As described above, according to the present invention, the gate electrode, the bit line, and the charge storage electrode are longitudinally / laterally / vertically formed by repeatedly forming the active region in the shape of a chevron or V-shape to arrange as compactly as possible in a given chip area. Each of them can be arranged to be electrically separated from each other in the direction to improve the overlay margin during the process, it can have a repetitive structure that can be integrated into the cell in a predetermined area as the cell structure of the highly integrated device has an excellent effect.

1 (a) is a diagram showing a conventional straight cell structure.

Figure 1 (b) is a diagram showing a conventional T-shaped cell structure.

2 is a layout diagram of a memory cell array in accordance with the present invention.

Figure 3 is a view showing another device isolation pattern applied to the present invention.

<Description of Signs of Major Parts of Drawings>

11, 21, and 31: device isolation pattern (active area)

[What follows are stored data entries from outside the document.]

use crate::error::{Error, Result};
use crate::package::Package;
use regex::Regex;

const NAME_PATTERN: &str = r"^[a-zA-Z0-9][a-zA-Z0-9_-]*$";
const RECOMMENDED_NAME_PATTERN: &str = r"^[a-z][a-z0-9_]*$";
const VERSION_PATTERN: &str = r"^(0|[1-9][0-9]*)\.(0|[1-9][0-9]*)\.(0|[1-9][0-9]*)$";
const EMAIL_PATTERN: &str =
    r"^[-a-zA-Z0-9_%+]+(\.[-a-zA-Z0-9_%+]+)*@[-a-zA-Z0-9%]+(\.[-a-zA-Z0-9%]+)*\.[a-zA-Z]{2,}$";

fn pattern(re: &str) -> Result<Regex> {
    Regex::new(re).map_err(|e| Error::Other(anyhow::anyhow!("Invalid pattern '{re}': {e}")))
}

/// Checks the package record and reports every problem at once.
pub fn validate_package(package: &Package) -> Result<()> {
    let mut errors: Vec<String> = Vec::new();

    if package.name.is_empty() {
        errors.push("Package name must not be empty".to_string());
    } else if !pattern(NAME_PATTERN)?.is_match(&package.name) {
        errors.push(format!(
            "Package name '{}' does not follow naming conventions",
            package.name
        ));
    } else if !pattern(RECOMMENDED_NAME_PATTERN)?.is_match(&package.name) {
        log::warn!(
            "Package name '{}' should start with a lowercase letter and only contain lowercase letters, digits and underscores",
            package.name
        );
    }

    if !pattern(VERSION_PATTERN)?.is_match(&package.version) {
        errors.push(format!(
            "Package version '{}' does not follow version conventions",
            package.version
        ));
    }

    if package.maintainers.is_empty() {
        errors.push("Package must declare at least one maintainer".to_string());
    }
    let email = pattern(EMAIL_PATTERN)?;
    for person in package.maintainers.iter().chain(package.authors.iter()) {
        if person.name.trim().is_empty() {
            errors.push("Person name must not be empty".to_string());
        }
        if let Some(address) = &person.email {
            if !email.is_match(address) {
                errors.push(format!("Invalid email '{}' for person '{}'", address, person.name));
            }
        }
    }

    if package.licenses.is_empty() {
        errors.push("Package must declare at least one license".to_string());
    }
    if package.licenses.iter().any(|l| l.trim().is_empty()) {
        errors.push("License must not be empty".to_string());
    }

    for (kind, dependency) in package.all_dependencies() {
        if dependency.name.trim().is_empty() {
            errors.push(format!("{kind} name must not be empty"));
        }
    }

    for url in &package.urls {
        if let Err(e) = url::Url::parse(&url.url) {
            errors.push(format!("Invalid url '{}': {}", url.url, e));
        }
    }

    for export in &package.exports {
        if export.tagname.trim().is_empty() {
            errors.push("Export tag name must not be empty".to_string());
        }
    }

    if errors.is_empty() {
        Ok(())
    } else {
        Err(Error::ValidationError(errors.join("; ")))
    }
}

#[cfg(test)]
mod tests {
    use super::*;
    use crate::package::{Dependency, Person, Url};

    fn valid_package() -> Package {
        let mut package = Package::new("foo");
        package.licenses = vec!["BSD".to_string()];
        package.maintainers = vec![Person::with_email("Jane Doe", "doe@todo.todo")];
        package
    }

    #[test]
    fn accepts_minimal_package() {
        assert!(validate_package(&valid_package()).is_ok());
    }

    #[test]
    fn collects_every_problem() {
        let mut package = valid_package();
        package.name = "foo bar".to_string();
        package.version = "1.0".to_string();
        package.licenses.clear();
        let err = validate_package(&package).unwrap_err().to_string();
        assert!(err.contains("naming conventions"));
        assert!(err.contains("version conventions"));
        assert!(err.contains("at least one license"));
    }

    #[test]
    fn rejects_missing_maintainer_and_bad_email() {
        let mut package = valid_package();
        package.maintainers.clear();
        package.authors = vec![Person::with_email("Al", "not-an-address")];
        let err = validate_package(&package).unwrap_err().to_string();
        assert!(err.contains("at least one maintainer"));
        assert!(err.contains("not-an-address"));
    }

    #[test]
    fn rejects_unnamed_dependency_and_bad_url() {
        let mut package = valid_package();
        package.run_depends = vec![Dependency::new("")];
        package.urls = vec![Url::new("not a url", None)];
        let err = validate_package(&package).unwrap_err().to_string();
        assert!(err.contains("run_depend name must not be empty"));
        assert!(err.contains("Invalid url 'not a url'"));
    }

    #[test]
    fn uppercase_name_is_allowed() {
        let mut package = valid_package();
        package.name = "FooBar".to_string();
        assert!(validate_package(&package).is_ok());
    }
}
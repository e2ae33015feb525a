use std::collections::{BTreeMap, BTreeSet};
use std::io::Write;
use std::path::{Component, Path, PathBuf};

use crate::error::{Error, Result};

/// Relative file path to raw content, written under a target directory.
pub type NewFiles = BTreeMap<PathBuf, Vec<u8>>;

pub fn create_dir_all<P: AsRef<Path>>(dest_path: P) -> Result<()> {
    let dest_path = dest_path.as_ref();
    std::fs::create_dir_all(dest_path).map_err(Error::IoError)
}

/// Appends `content` to `dest_path`, creating the file when missing.
pub fn append_file<P: AsRef<Path>>(content: &[u8], dest_path: P) -> Result<()> {
    let mut file = std::fs::OpenOptions::new()
        .create(true)
        .append(true)
        .open(dest_path.as_ref())?;
    file.write_all(content)?;
    Ok(())
}

/// Drops `.` components so `./a/b` and `a/b` name the same entry.
pub fn normalize_key<P: AsRef<Path>>(path: P) -> PathBuf {
    path.as_ref()
        .components()
        .filter(|c| !matches!(c, Component::CurDir))
        .collect()
}

/// Fails when `target` exists or one of its ancestors below `target_dir` is a file.
fn check_target(target_dir: &Path, target: &Path) -> Result<()> {
    if target.exists() {
        return Err(Error::FileExists { path: target.display().to_string() });
    }
    let mut ancestor = target.parent();
    while let Some(dir) = ancestor {
        if dir == target_dir || dir.as_os_str().is_empty() {
            break;
        }
        if dir.is_file() {
            return Err(Error::DirectoryConflict { path: dir.display().to_string() });
        }
        ancestor = dir.parent();
    }
    Ok(())
}

/// Writes every entry of `files` below `target_dir`.
///
/// All paths are checked before anything is written, so a conflict leaves
/// the filesystem untouched. A failure during the write pass is not rolled
/// back and may leave earlier files in place.
pub fn safe_write_files<P: AsRef<Path>>(files: &NewFiles, target_dir: P) -> Result<()> {
    let target_dir = target_dir.as_ref();

    let mut targets = BTreeSet::new();
    for relative in files.keys() {
        let target = target_dir.join(normalize_key(relative));
        check_target(target_dir, &target)?;
        if !targets.insert(target.clone()) {
            return Err(Error::FileExists { path: target.display().to_string() });
        }
    }

    for (relative, content) in files {
        let target = target_dir.join(normalize_key(relative));
        if let Some(parent) = target.parent() {
            if !parent.as_os_str().is_empty() && !parent.exists() {
                create_dir_all(parent)?;
            }
        }
        log::info!("Writing '{}'", target.display());
        append_file(content, &target)?;
    }
    Ok(())
}

pub fn read_from(mut reader: impl std::io::Read) -> Result<String> {
    let mut buf = String::new();
    reader.read_to_string(&mut buf).map_err(Error::IoError)?;
    Ok(buf)
}
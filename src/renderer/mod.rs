//! Placeholder substitution for template text.

pub mod interface;
pub mod marker;

pub use interface::{Context, TemplateRenderer};
pub use marker::MarkerRenderer;

/// Returns the renderer used for every template shipped with this crate.
pub fn get_template_engine() -> MarkerRenderer {
    MarkerRenderer::default()
}
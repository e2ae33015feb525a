use crate::error::Result;
use indexmap::IndexMap;

/// Placeholder name to replacement text.
pub type Context = IndexMap<String, String>;

/// Trait for template substitution engines.
pub trait TemplateRenderer {
    /// Renders a template string with the given context.
    ///
    /// # Arguments
    /// * `template` - Template text containing placeholders
    /// * `context` - Replacement text for every placeholder name
    ///
    /// # Returns
    /// * `Result<String>` - Rendered template string
    fn render(&self, template: &str, context: &Context) -> Result<String>;
}
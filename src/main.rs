use catkin_create::{
    cli::{get_args, get_log_level_from_verbose, run},
    error::default_error_handler,
};

fn main() {
    let args = get_args();
    env_logger::Builder::new()
        .filter_level(get_log_level_from_verbose(args.verbose))
        .init();

    if let Err(err) = run(args) {
        default_error_handler(err);
    }
}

12 and 22: contacts for charge storage electrodes 13 and 23: bitline contacts

24: bit line 25: gate electrode

26: charge storage electrode

Claims (2)

A plurality of active regions formed on the silicon substrate repeatedly arranged in the shape of a chevron wing, and arranged to move sideways by half in a shape opposite to the shape when the adjacent cells are arranged; A plurality of bit line contacts formed at the center of the active region; A plurality of charge storage electrode contacts formed at both edges of the active region; A plurality of gate electrodes formed on the plurality of active regions and connected in a longitudinal direction and used as word lines; A plurality of bit lines formed by connecting upper portions of the plurality of bit line contacts laterally; And a plurality of charge storage electrodes formed by connecting upper portions of the plurality of charge storage electrode contacts in a longitudinal direction. The method of claim 1, And the gate electrode is vertically arranged in the active region and slightly bent in an adjacent cell.